Academic work
- Discipline: Anthropology
- Institutions: London School of Economics
- Notable works: The Nayars Today

= Chris Fuller (academic) =

British anthropologist

Christopher John Fuller is an emeritus professor of anthropology at the London School of Economics and a Fellow of the British Academy. He has studied and written extensively about the people of India, particularly with regard to subjects such as Hinduism, the caste system, and the relationship between globalisation and the middle-classes.

==Career==
Fuller was a lecturer in the Department of Social Anthropology at the University of Manchester prior to holding a similar position as lecturer in anthropology at the London School of Economics (LSE) between 1979 and 1987. He was a reader in anthropology at the LSE between 1987 and 1994 and has been an emeritus professor of anthropology there since 2009.

Fuller's primary area of field research has been the state of Tamil Nadu, particularly between 1976 and 2001 at the Hindu temple in Madurai that is dedicated to Minakshi. His first fieldwork was among the Nair and Syrian Christian communities of Kerala in 1971–72. Fuller has also conducted fieldwork in Chennai (middle-class managers and software professionals, 2003–05) and on Tamil Brahmins (2005–08).

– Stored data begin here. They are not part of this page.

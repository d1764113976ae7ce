//! Display formatting for raw token amounts
//!
//! Formatting is presentation only; every computation in the crate runs on the
//! raw integer amounts.

use alloy::primitives::{utils::format_units, U256};

/// Render a raw amount as a decimal string using the token's decimals
///
/// Falls back to the raw integer when the decimals are beyond what the
/// unit formatter supports.
///
/// # Example
/// ```
/// use alloy::primitives::U256;
/// use token_splitter::utils::format_utils::format_amount;
///
/// assert_eq!(format_amount(U256::from(1_000_000u64), 6), "1.000000");
/// ```
pub fn format_amount(raw: U256, decimals: u8) -> String {
    format_units(raw, decimals).unwrap_or_else(|_| raw.to_string())
}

Other areas of research have examined popular Hinduism and Hindu nationalism, the caste system and the history of anthropology in British India.

Fuller was elected a Fellow of the British Academy in 2007.

== Publications ==
Fuller's publications include:
- "The Nayars Today" (1976)
- "Servants of the goddess: the priests of a south Indian temple" (1984)
- "The Everyday State and Society in Modern India" (2001) (co-editor, with Véronique Bénéï)
- "The renewal of the priesthood: modernity and traditionalism in a south Indian temple" (2003)
- "The camphor flame: popular Hinduism and society in India" (2004)
- "Tamil Brahmans: the making of a middle-class caste" (2014) (with Haripriya Narasimhan)
- Fuller, C. J. (2016). "Anthropologists and Viceroys: Colonial Knowledge and Policy Making in India, 1871–1911"
- Fuller, C. J. (2016). "Colonial anthropology and the decline of the Raj: caste, religion and political change in India in the early twentieth century"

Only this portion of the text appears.